====== WORKING DATA ======
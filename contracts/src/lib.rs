// Copyright (c) 2026 ALAS Technology. MIT License.
// See LICENSE for details.

//! # minichain Contracts
//!
//! The side-data engine for minichain transactions. Payload bytes of every
//! committed transaction are fed to a small stack machine that can do integer
//! arithmetic, pack byte strings, and read/write a flat key/value store.
//!
//! - **vm** - opcode interpreter over an operand stack.
//! - **state** - the contract key/value store the interpreter writes into.
//!
//! The engine is deliberately isolated: it consumes `(program, state)` and
//! returns success or a runtime fault. Nothing it does can make a block
//! valid or invalid.

pub mod state;
pub mod vm;

pub use state::{ContractState, StateError};
pub use vm::{execute, Opcode, Value, Vm, VmError};
// Copyright (c) 2026 ALAS Technology. MIT License.
// See LICENSE for details.

//! Pending-transaction pool.
//!
//! Holds verified transactions that have not been put in a block yet, keyed by
//! content hash. Block production drains the whole pool at once with
//! [`Mempool::pending`]; there is no size or fee selection.
//!
//! ## Design
//!
//! - Plain `HashMap` with `&mut self` mutators. The pool lives inside the
//!   node's shared chain state and is only ever touched under that lock, so
//!   it needs no locking of its own.
//! - Inserting an existing hash overwrites the entry. Callers that care about
//!   first-seen order check [`Mempool::has`] first.
//! - Drain order is oldest `first_seen` first, ties broken by hash so the
//!   order is the same on every run.

use std::collections::HashMap;
use std::fmt;

use tracing::debug;

use crate::crypto::hash::Hash;
use crate::transaction::Transaction;

#[derive(Default)]
pub struct Mempool {
    transactions: HashMap<Hash, Transaction>,
}

impl fmt::Debug for Mempool {
    fn fmt(&self, f: &mut fmt::Formatter<'_>) -> fmt::Result {
        f.debug_struct("Mempool")
            .field("size", &self.transactions.len())
            .finish()
    }
}

impl Mempool {
    pub fn new() -> Self {
        Self::default()
    }

    /// Inserts `tx` under its hash. A duplicate hash overwrites.
    pub fn add(&mut self, tx: Transaction) {
        let hash = tx.hash();
        if self.transactions.insert(hash, tx).is_some() {
            debug!(tx = %hash, "mempool entry overwritten");
        }
    }

    pub fn has(&self, hash: &Hash) -> bool {
        self.transactions.contains_key(hash)
    }

    pub fn len(&self) -> usize {
        self.transactions.len()
    }

    pub fn is_empty(&self) -> bool {
        self.transactions.is_empty()
    }

    /// Removes and returns every transaction, oldest `first_seen` first.
    pub fn pending(&mut self) -> Vec<Transaction> {
        let mut drained: Vec<(Hash, Transaction)> = self.transactions.drain().collect();
        drained.sort_by(|(ha, a), (hb, b)| a.first_seen.cmp(&b.first_seen).then_with(|| ha.cmp(hb)));
        drained.into_iter().map(|(_, tx)| tx).collect()
    }

    /// Drops every transaction whose hash appears in `included`. Returns how
    /// many were removed.
    pub fn remove_included(&mut self, included: &[Transaction]) -> usize {
        included
            .iter()
            .filter(|tx| self.transactions.remove(&tx.hash()).is_some())
            .count()
    }
}
// Copyright (c) 2026 ALAS Technology. MIT License.
// See LICENSE for details.

//! # Block Production
//!
//! Only a node started with a validator key runs this. Every `block_time` it
//! turns the whole mempool into the next block:
//!
//! ```text
//! 1. DRAIN  - Mempool::pending(), oldest first
//! 2. BUILD  - Block::from_parent(head): height + 1, parent hash, data hash
//! 3. SIGN   - validator key over the header bytes
//! 4. ADD    - Ledger::add_block, the same path received blocks take
//! 5. RELAY  - broadcast on every transport
//! ```
//!
//! Steps 1 to 4 run under the chain lock. A failed production drops the
//! drained transactions; nothing is put back.
//!
//! ## Shutdown
//!
//! The loop watches the server's `tokio::sync::watch` channel and exits as
//! soon as it flips to `true` or its sender is dropped.

use std::time::Duration;

use thiserror::Error;
use tokio::sync::watch;
use tokio::time::{interval_at, Instant, MissedTickBehavior};
use tracing::{debug, info, warn};

use super::message::Message;
use super::server::{spawn_relay, ChainState, SharedChain, Transports};
use crate::codec::CodecError;
use crate::crypto::keys::{PrivateKey, PublicKey};
use crate::storage::block::Block;
use crate::storage::chain::LedgerError;

#[derive(Debug, Error)]
pub enum ProductionError {
    #[error("failed to build block: {0}")]
    Build(#[from] CodecError),

    #[error("ledger rejected produced block: {0}")]
    Ledger(#[from] LedgerError),
}

pub struct BlockProducer {
    key: PrivateKey,
    block_time: Duration,
}

impl BlockProducer {
    pub fn new(key: PrivateKey, block_time: Duration) -> Self {
        Self { key, block_time }
    }

    pub fn validator(&self) -> PublicKey {
        self.key.public_key()
    }

    pub fn block_time(&self) -> Duration {
        self.block_time
    }

    /// Drains the mempool into a signed block on top of the current head and
    /// adds it to the ledger.
    pub fn produce_block(&self, chain: &mut ChainState) -> Result<Block, ProductionError> {
        let transactions = chain.mempool.pending();
        let mut block = Block::from_parent(chain.ledger.head(), transactions)?;
        block.sign(&self.key);
        chain.ledger.add_block(&block)?;
        Ok(block)
    }

    /// Produces a block every `block_time` until shutdown. The first block
    /// comes one full interval after start.
    pub async fn run(self, chain: SharedChain, transports: Transports, mut shutdown: watch::Receiver<bool>) {
        info!(validator = %self.validator().short(), block_time = ?self.block_time, "block producer starting");
        let mut ticker = interval_at(Instant::now() + self.block_time, self.block_time);
        ticker.set_missed_tick_behavior(MissedTickBehavior::Delay);

        loop {
            tokio::select! {
                _ = ticker.tick() => {
                    let produced = {
                        let mut chain = chain.lock();
                        self.produce_block(&mut chain)
                    };
                    match produced {
                        Ok(block) => {
                            debug!(height = block.height(), txs = block.transactions.len(), "produced block");
                            spawn_relay(&transports, None, &Message::Block(block));
                        }
                        Err(err) => warn!(%err, "block production failed"),
                    }
                }
                changed = shutdown.changed() => {
                    if changed.is_err() || *shutdown.borrow() {
                        info!("block producer stopping");
                        break;
                    }
                }
            }
        }
    }
}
======
The complete listing, transcribed exactly, is the expected answer.

filename contracts/src/lib.rs
// Copyright (c) 2026 ALAS Technology. MIT License.
// See LICENSE for details.

//! # minichain Contracts
//!
//! The side-data engine for minichain transactions. Payload bytes of every
//! committed transaction are fed to a small stack machine that can do integer
//! arithmetic, pack byte strings, and read/write a flat key/value store.
//!
//! - **vm** - opcode interpreter over an operand stack.
//! - **state** - the contract key/value store the interpreter writes into.
//!
//! The engine is deliberately isolated: it consumes `(program, state)` and
//! returns success or a runtime fault. Nothing it does can make a block
//! valid or invalid.

pub mod state;
pub mod vm;

pub use state::{ContractState, StateError};
pub use vm::{execute, Opcode, Value, Vm, VmError};
// Copyright (c) 2026 ALAS Technology. MIT License.
// See LICENSE for details.

//! Pending-transaction pool.
//!
//! Holds verified transactions that have not been put in a block yet, keyed by
//! content hash. Block production drains the whole pool at once with
//! [`Mempool::pending`]; there is no size or fee selection.
//!
//! ## Design
//!
//! - Plain `HashMap` with `&mut self` mutators. The pool lives inside the
//!   node's shared chain state and is only ever touched under that lock, so
//!   it needs no locking of its own.
//! - Inserting an existing hash overwrites the entry. Callers that care about
//!   first-seen order check [`Mempool::has`] first.
//! - Drain order is oldest `first_seen` first, ties broken by hash so the
//!   order is the same on every run.

use std::collections::HashMap;
use std::fmt;

use tracing::debug;

use crate::crypto::hash::Hash;
use crate::transaction::Transaction;

#[derive(Default)]
pub struct Mempool {
    transactions: HashMap<Hash, Transaction>,
}

impl fmt::Debug for Mempool {
    fn fmt(&self, f: &mut fmt::Formatter<'_>) -> fmt::Result {
        f.debug_struct("Mempool")
            .field("size", &self.transactions.len())
            .finish()
    }
}

impl Mempool {
    pub fn new() -> Self {
        Self::default()
    }

    /// Inserts `tx` under its hash. A duplicate hash overwrites.
    pub fn add(&mut self, tx: Transaction) {
        let hash = tx.hash();
        if self.transactions.insert(hash, tx).is_some() {
            debug!(tx = %hash, "mempool entry overwritten");
        }
    }

    pub fn has(&self, hash: &Hash) -> bool {
        self.transactions.contains_key(hash)
    }

    pub fn len(&self) -> usize {
        self.transactions.len()
    }

    pub fn is_empty(&self) -> bool {
        self.transactions.is_empty()
    }

    /// Removes and returns every transaction, oldest `first_seen` first.
    pub fn pending(&mut self) -> Vec<Transaction> {
        let mut drained: Vec<(Hash, Transaction)> = self.transactions.drain().collect();
        drained.sort_by(|(ha, a), (hb, b)| a.first_seen.cmp(&b.first_seen).then_with(|| ha.cmp(hb)));
        drained.into_iter().map(|(_, tx)| tx).collect()
    }

    /// Drops every transaction whose hash appears in `included`. Returns how
    /// many were removed.
    pub fn remove_included(&mut self, included: &[Transaction]) -> usize {
        included
            .iter()
            .filter(|tx| self.transactions.remove(&tx.hash()).is_some())
            .count()
    }
}
// Copyright (c) 2026 ALAS Technology. MIT License.
// See LICENSE for details.

//! # Block Production
//!
//! Only a node started with a validator key runs this. Every `block_time` it
//! turns the whole mempool into the next block:
//!
//! ```text
//! 1. DRAIN  - Mempool::pending(), oldest first
//! 2. BUILD  - Block::from_parent(head): height + 1, parent hash, data hash
//! 3. SIGN   - validator key over the header bytes
//! 4. ADD    - Ledger::add_block, the same path received blocks take
//! 5. RELAY  - broadcast on every transport
//! ```
//!
//! Steps 1 to 4 run under the chain lock. A failed production drops the
//! drained transactions; nothing is put back.
//!
//! ## Shutdown
//!
//! The loop watches the server's `tokio::sync::watch` channel and exits as
//! soon as it flips to `true` or its sender is dropped.

use std::time::Duration;

use thiserror::Error;
use tokio::sync::watch;
use tokio::time::{interval_at, Instant, MissedTickBehavior};
use tracing::{debug, info, warn};

use super::message::Message;
use super::server::{spawn_relay, ChainState, SharedChain, Transports};
use crate::codec::CodecError;
use crate::crypto::keys::{PrivateKey, PublicKey};
use crate::storage::block::Block;
use crate::storage::chain::LedgerError;

#[derive(Debug, Error)]
pub enum ProductionError {
    #[error("failed to build block: {0}")]
    Build(#[from] CodecError),

    #[error("ledger rejected produced block: {0}")]
    Ledger(#[from] LedgerError),
}

pub struct BlockProducer {
    key: PrivateKey,
    block_time: Duration,
}

impl BlockProducer {
    pub fn new(key: PrivateKey, block_time: Duration) -> Self {
        Self { key, block_time }
    }

    pub fn validator(&self) -> PublicKey {
        self.key.public_key()
    }

    pub fn block_time(&self) -> Duration {
        self.block_time
    }

    /// Drains the mempool into a signed block on top of the current head and
    /// adds it to the ledger.
    pub fn produce_block(&self, chain: &mut ChainState) -> Result<Block, ProductionError> {
        let transactions = chain.mempool.pending();
        let mut block = Block::from_parent(chain.ledger.head(), transactions)?;
        block.sign(&self.key);
        chain.ledger.add_block(&block)?;
        Ok(block)
    }

    /// Produces a block every `block_time` until shutdown. The first block
    /// comes one full interval after start.
    pub async fn run(self, chain: SharedChain, transports: Transports, mut shutdown: watch::Receiver<bool>) {
        info!(validator = %self.validator().short(), block_time = ?self.block_time, "block producer starting");
        let mut ticker = interval_at(Instant::now() + self.block_time, self.block_time);
        ticker.set_missed_tick_behavior(MissedTickBehavior::Delay);

        loop {
            tokio::select! {
                _ = ticker.tick() => {
                    let produced = {
                        let mut chain = chain.lock();
                        self.produce_block(&mut chain)
                    };
                    match produced {
                        Ok(block) => {
                            debug!(height = block.height(), txs = block.transactions.len(), "produced block");
                            spawn_relay(&transports, None, &Message::Block(block));
                        }
                        Err(err) => warn!(%err, "block production failed"),
                    }
                }
                changed = shutdown.changed() => {
                    if changed.is_err() || *shutdown.borrow() {
                        info!("block producer stopping");
                        break;
                    }
                }
            }
        }
    }
}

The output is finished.